«Нет, эта работа не для „мужчины, – подумал Гиллон. – Эта работа не для человека вообще“. Он поднял свою корзину и вытряхнул из нее уголь – пыль, словно черный шлейф смерти, протянулась по воздуху. Они, конечно, это сразу увидели, угольные стервятники, питавшиеся на отвале, и бросились к нему, скользя по камням, точно крабы в выемке, образованной приливом.
Он ринулся вниз. Теперь он знал, что делать; и то, что он это знал, то, что у него снова появилась цель в жизни, преисполнило его радости.
Нет, у Камеронов не будет Трескового рождества. Пусть все эти жалкие ублюдки там, внизу, жрут свою треску и своих скатов, Камероны отметят рождество, как от начала времен повелось отмечать зимний праздник в шотландских семьях: они отметят его ляжкой оленя – горячая, тяжелая, сочная, она будет дымиться на доске посреди их стола.
Он пробежал немного вниз и остановился где-то на полпути, понимая, что лжет самому себе, – остановился футах в двухстах или трехстах от основания, на изрядном расстоянии и от этих мусорщиков, подбиравших его уголь, и от тех, кто копошился внизу, на улицах поселка.
Лгун… Именно так назвала его когда-то жена. Великий шотландский романтик – красивое слово для обозначения человека, который, точно ребенок, намеренно обманывает себя. Не может он заняться браконьерством: не выследить ему оленя, не подстрелить его, не ободрать.

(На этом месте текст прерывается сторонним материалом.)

/// One instance of an expanded `stack` block
#[derive(Debug)]
pub struct StackCallInstance {
    addr: AbsStackCallInstance,
    decl: Arc<EmbeddedStackDecl>,
    inputs: PerEvalPhase<Memo<Value>>,
}

impl StackCallInstance {
    fn new(addr: AbsStackCallInstance, decl: Arc<EmbeddedStackDecl>) -> Self {
        Self {
            addr,
            decl,
            inputs: Default::default(),
        }
    }

    pub fn addr(&self) -> &AbsStackCallInstance {
        &self.addr
    }

    /// The object of input values passed to the child stack's variables
    pub async fn check_inputs(
        &self,
        main: &Main,
        phase: EvalPhase,
    ) -> Result<Arc<MemoizedResult<Value>>, Canceled> {
        let once = self.inputs.for_phase(phase);
        let subject = self.decl.inputs.as_ref().map(|inputs| &inputs.range);
        do_once_with_diags(&*once, &self.tracing_name(), subject, || {
            self.compute_inputs(main, phase)
        })
        .await
    }

    #[tracing::instrument(level = "trace", skip_all, fields(instance = %self.addr, %phase))]
    async fn compute_inputs(
        &self,
        main: &Main,
        phase: EvalPhase,
    ) -> Result<MemoizedResult<Value>, Canceled> {
        let mut diags = Diagnostics::new();

        // also makes sure the calling stack exists and expands to this instance
        if main.stack(&self.addr.child_stack(), phase).await?.is_none() {
            return Ok(MemoizedResult::deferred(diags));
        }
        let Some(caller) = main.stack_node(&self.addr.call.stack) else {
            return Ok(MemoizedResult::deferred(diags));
        };

        let Some(inputs) = &self.decl.inputs else {
            return Ok(MemoizedResult::resolved(Value::Object(IndexMap::new()), diags));
        };

        let scope = InstanceScope {
            stack: caller.as_ref(),
            key: self.addr.key,
        };
        let (value, more_diags) = eval_expr(main, inputs, phase, &scope).await?;
        diags.append(more_diags);
        if diags.has_errors() {
            return Ok(MemoizedResult::failed(diags));
        }

        match value {
            value @ (Value::Object(_) | Value::Unknown(_)) => {
                Ok(MemoizedResult::resolved(value, diags))
            }
            Value::Null => Ok(MemoizedResult::resolved(Value::Object(IndexMap::new()), diags)),
            other => {
                diags.push(
                    Diagnostic::error(
                        "Invalid inputs",
                        format!(
                            "The inputs argument must be an object, not {}.",
                            other.type_name()
                        ),
                    )
                    .with_subject(inputs.range.clone()),
                );
                Ok(MemoizedResult::failed(diags))
            }
        }
    }
}

#[async_trait::async_trait]
impl Evaluable for StackCallInstance {
    fn tracing_name(&self) -> String {
        format!("{} inputs", self.addr)
    }

    async fn check_value(
        &self,
        main: &Main,
        phase: EvalPhase,
    ) -> Result<(Value, Diagnostics), Canceled> {
        let result = self.check_inputs(main, phase).await?;
        Ok((
            result.value_or_placeholder(&Type::Dynamic),
            result.diagnostics.clone(),
        ))
    }
}

#[async_trait::async_trait]
impl Plannable for StackCallInstance {
    async fn plan_changes(
        &self,
        main: &Main,
    ) -> Result<(Vec<ResourceInstanceChange>, Diagnostics), Canceled> {
        let (_, diags) = self.check_value(main, EvalPhase::Plan).await?;
        Ok((vec![], diags))
    }
}

#[async_trait::async_trait]
impl Validatable for StackCallInstance {
    async fn validate(&self, main: &Main) -> Result<Diagnostics, Canceled> {
        let (_, diags) = self.check_value(main, EvalPhase::Validate).await?;
        Ok(diags)
    }
}

/// The calling stack's scope plus `count.index` of one instance
struct InstanceScope<'a> {
    stack: &'a Stack,
    key: InstanceKey,
}

#[async_trait::async_trait]
impl ExpressionScope for InstanceScope<'_> {
    async fn resolve_reference(
        &self,
        main: &Main,
        reference: &Reference,
        phase: EvalPhase,
    ) -> Result<(Value, Diagnostics), Canceled> {
        match (reference, self.key) {
            (Reference::CountIndex, InstanceKey::Int(index)) => {
                Ok((Value::Integer(index), Diagnostics::new()))
            }
            (Reference::CountIndex, InstanceKey::NoKey) => Ok((
                Value::Unknown(Type::Dynamic),
                count_index_unavailable().into(),
            )),
            _ => self.stack.resolve_reference(main, reference, phase).await,
        }
    }
}

#[cfg(test)]
mod test {
    use super::*;
    use crate::addrs::{AbsOutputValue, StackInstance};
    use crate::config::StackConfig;
    use crate::hcl_documents;
    use indexmap::indexmap;
    use pretty_assertions::assert_eq;

    fn main_for(documents: hcl_documents::HclDocuments) -> Main {
        Main::new(StackConfig::new(&documents).expect("valid configuration"))
    }

    fn call(main: &Main, name: &str) -> Arc<StackCall> {
        main.stack_call(&AbsStackCall::new(StackInstance::root(), name.into()))
            .expect("declared stack")
    }

    #[tokio::test]
    async fn expansion_follows_count() {
        let main = main_for(hcl_documents! {r#"
        stack "single" {}
        stack "many" { count = 3 }
        stack "none" { count = 0 }
        "#});

        let single = call(&main, "single").check_expansion(&main, EvalPhase::Plan).await.unwrap();
        let many = call(&main, "many").check_expansion(&main, EvalPhase::Plan).await.unwrap();
        let none = call(&main, "none").check_expansion(&main, EvalPhase::Plan).await.unwrap();

        assert_eq!(single.outcome, Outcome::Resolved(vec![InstanceKey::NoKey]));
        assert_eq!(
            many.outcome,
            Outcome::Resolved(vec![InstanceKey::Int(0), InstanceKey::Int(1), InstanceKey::Int(2)])
        );
        assert_eq!(none.outcome, Outcome::Resolved(vec![]));
    }

    #[tokio::test]
    async fn unknown_count_defers_expansion() {
        let main = main_for(hcl_documents! {r#"
        variable "n" { type = number }
        stack "many" { count = var.n }
        "#})
        .with_root_input_values(EvalPhase::Plan, indexmap! {"n".into() => Value::Integer(2)});

        let many = call(&main, "many");
        let validate = many.check_expansion(&main, EvalPhase::Validate).await.unwrap();
        let plan = many.check_expansion(&main, EvalPhase::Plan).await.unwrap();

        assert_eq!(validate.outcome, Outcome::Deferred);
        assert!(validate.diagnostics.is_empty());
        assert_eq!(
            plan.outcome,
            Outcome::Resolved(vec![InstanceKey::Int(0), InstanceKey::Int(1)])
        );
    }

    #[tokio::test]
    async fn invalid_count() {
        let main = main_for(hcl_documents! {r#"
        stack "negative" { count = -1 }
        stack "text" { count = "three" }
        "#});

        for (name, detail) in [
            ("negative", "The count argument must be a whole number, zero or greater."),
            ("text", "The count argument must be a whole number, not string."),
        ] {
            let expansion = call(&main, name).check_expansion(&main, EvalPhase::Plan).await.unwrap();
            assert_eq!(expansion.outcome, Outcome::Failed);
            let diag = expansion.diagnostics.iter().next().unwrap();
            assert_eq!(diag.summary, "Invalid count argument");
            assert_eq!(diag.detail, detail);
        }
    }

    #[tokio::test]
    async fn oversized_count_is_rejected() {
        let main = main_for(hcl_documents! {r#"
        stack "huge" { count = 1000000000000000000 }
        stack "huge_decimal" { count = 1e300 }
        stack "limit" { count = 10000 }
        "#});

        for name in ["huge", "huge_decimal"] {
            let expansion = call(&main, name).check_expansion(&main, EvalPhase::Plan).await.unwrap();
            assert_eq!(expansion.outcome, Outcome::Failed);
            let diag = expansion.diagnostics.iter().next().unwrap();
            assert_eq!(diag.summary, "Invalid count argument");
            assert_eq!(diag.detail, "The count argument must be at most 10000.");
        }

        let limit = call(&main, "limit").check_expansion(&main, EvalPhase::Plan).await.unwrap();
        assert_eq!(limit.outcome.resolved().map(Vec::len), Some(10_000));
    }

    #[tokio::test]
    async fn value_collects_child_outputs() {
        let main = main_for(hcl_documents! {r#"
        stack "one" {
          output "id" { value = "single" }
        }
        stack "many" {
          count  = 2
          inputs = { index = count.index }

          variable "index" { type = number }
          output "id" { value = "item-${var.index}" }
        }
        "#});

        let (one, diags) = call(&main, "one").check_value(&main, EvalPhase::Plan).await.unwrap();
        assert!(diags.is_empty());
        assert_eq!(one, Value::from(indexmap! {"id" => Value::from("single")}));

        let many = call(&main, "many").value(&main, EvalPhase::Plan).await.unwrap();
        assert_eq!(
            many,
            Value::Array(vec![
                Value::from(indexmap! {"id" => Value::from("item-0")}),
                Value::from(indexmap! {"id" => Value::from("item-1")}),
            ])
        );
    }

    #[tokio::test]
    async fn inputs_must_be_an_object() {
        let main = main_for(hcl_documents! {r#"
        stack "child" { inputs = ["a"] }
        "#});

        let instance = call(&main, "child").instance(InstanceKey::NoKey);
        let inputs = instance.check_inputs(&main, EvalPhase::Plan).await.unwrap();

        assert_eq!(inputs.outcome, Outcome::Failed);
        let diag = inputs.diagnostics.iter().next().unwrap();
        assert_eq!(diag.summary, "Invalid inputs");
        assert_eq!(diag.detail, "The inputs argument must be an object, not list.");
    }

    #[tokio::test]
    async fn count_index_outside_counted_inputs() {
        let main = main_for(hcl_documents! {r#"
        stack "child" { inputs = { index = count.index } }
        output "index" { value = count.index }
        "#});

        let inputs = call(&main, "child")
            .instance(InstanceKey::NoKey)
            .check_inputs(&main, EvalPhase::Plan)
            .await
            .unwrap();
        assert_eq!(inputs.outcome, Outcome::Failed);
        assert_eq!(
            inputs.diagnostics.iter().next().unwrap().summary,
            "Reference to \"count\" in non-counted context"
        );

        let output = main
            .output_value(&AbsOutputValue::new(StackInstance::root(), "index".into()))
            .unwrap();
        let (_, diags) = output.check_value(&main, EvalPhase::Plan).await.unwrap();
        assert!(diags.has_errors());
    }

    #[tokio::test]
    async fn instances_outside_the_expansion_are_deferred() {
        let main = main_for(hcl_documents! {r#"
        stack "many" {
          count  = 1
          inputs = {}
        }
        "#});

        let outside = call(&main, "many").instance(InstanceKey::Int(5));
        let inputs = outside.check_inputs(&main, EvalPhase::Plan).await.unwrap();
        assert_eq!(inputs.outcome, Outcome::Deferred);
    }
}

Теперь он пожалел, что выбросил уголь. Это был жест в духе всего остального – поступок чванливого романтика. Вытряхнуть уголь, бросить его на ветер, подарить бедным людишкам. Как будто его собственный дом не застыл от холода, как будто его собственная семья не голодала.
Солнце, скрывавшееся за облаками большую часть дня. внезапно прорвало их, и там, на севере, Лох-Ливен, дотоле свинцово-серый, вдруг стал ярко-синим среди окружавших его снегов. Глядя на воды озера, Гиллон понял, какой он дурак.
Пока он в мечтах гнался по горам за оленем, озеро-то лежало тут, рядом, оно простиралось перед ним, а ведь все, что он по-настоящему умел делать, было связано как раз с водой – он умел найти и забить лосося.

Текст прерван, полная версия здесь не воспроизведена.